- EXERCISE DESCRIPTION:
Select from the records below every line that has the word "closure" in it.

- SUPPLIED RECORDS:
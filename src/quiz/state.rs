//! Worker-local quiz state.
//!
//! Uses `thread_local!` + `RefCell` like the rest of the in-process server:
//! the worker keeps the module alive, so the loaded table, catalog and
//! session persist across `handle_request` calls.

use std::cell::RefCell;

use tracing::info;

use crate::catalog::DeckCatalog;
use crate::error::Result;
use crate::lookup::LookupTable;
use crate::quiz::questions::{question_catalog, Question};
use crate::quiz::session::QuizSession;

/// The lookup table currently answering quiz queries.
#[derive(Debug, Clone)]
pub struct ActiveTable {
    /// Where it came from, for display (`lookup_table_12.json`, `posted`).
    pub source: String,
    pub table: LookupTable,
}

#[derive(Debug, Clone)]
pub struct QuizState {
    pub table: Option<ActiveTable>,
    pub catalog: Option<DeckCatalog>,
    pub questions: Vec<Question>,
    pub session: QuizSession,
}

impl Default for QuizState {
    fn default() -> Self {
        Self {
            table: None,
            catalog: None,
            questions: question_catalog(&DeckCatalog::default()),
            session: QuizSession::default(),
        }
    }
}

thread_local! {
    static STATE: RefCell<QuizState> = RefCell::new(QuizState::default());
}

/// Execute a closure with read access to the quiz state.
pub fn with_state<F, R>(f: F) -> R
where
    F: FnOnce(&QuizState) -> R,
{
    STATE.with(|s| f(&s.borrow()))
}

/// Execute a closure with mutable access to the quiz state.
pub fn with_state_mut<F, R>(f: F) -> R
where
    F: FnOnce(&mut QuizState) -> R,
{
    STATE.with(|s| f(&mut s.borrow_mut()))
}

/// Replace the entire state (tests and full resets).
pub fn replace_state(new_state: QuizState) {
    STATE.with(|s| {
        *s.borrow_mut() = new_state;
    });
}

/// Swap in a new lookup table. The session restarts, since its answers were
/// checked against the old table. Returns the key count.
pub fn load_table_json(json: &str, source: &str) -> Result<usize> {
    let table = LookupTable::from_json(json)?;
    let keys = table.len();
    with_state_mut(|s| {
        s.table = Some(ActiveTable {
            source: source.to_string(),
            table,
        });
        s.session.reset();
    });
    info!(source, keys, "loaded lookup table");
    Ok(keys)
}

/// Load the deck catalog used for results and tag questions. Returns the
/// deck count.
pub fn load_catalog_json(json: &str) -> Result<usize> {
    let catalog = DeckCatalog::from_json(json)?;
    let decks = catalog.decks.len();
    with_state_mut(|s| {
        s.questions = question_catalog(&catalog);
        s.catalog = Some(catalog);
        s.session.reset();
    });
    info!(decks, "loaded deck catalog");
    Ok(decks)
}

/// Export the session as JSON.
pub fn export_session_json() -> String {
    with_state(|s| serde_json::to_string(&s.session).unwrap_or_else(|_| "{}".to_string()))
}

/// Import a session from JSON.
pub fn import_session_json(json: &str) -> Result<()> {
    let session: QuizSession = serde_json::from_str(json)?;
    with_state_mut(|s| s.session = session);
    Ok(())
}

- TASK RESPONSE:
/// Execute a closure with read access to the quiz state.
/// Execute a closure with mutable access to the quiz state.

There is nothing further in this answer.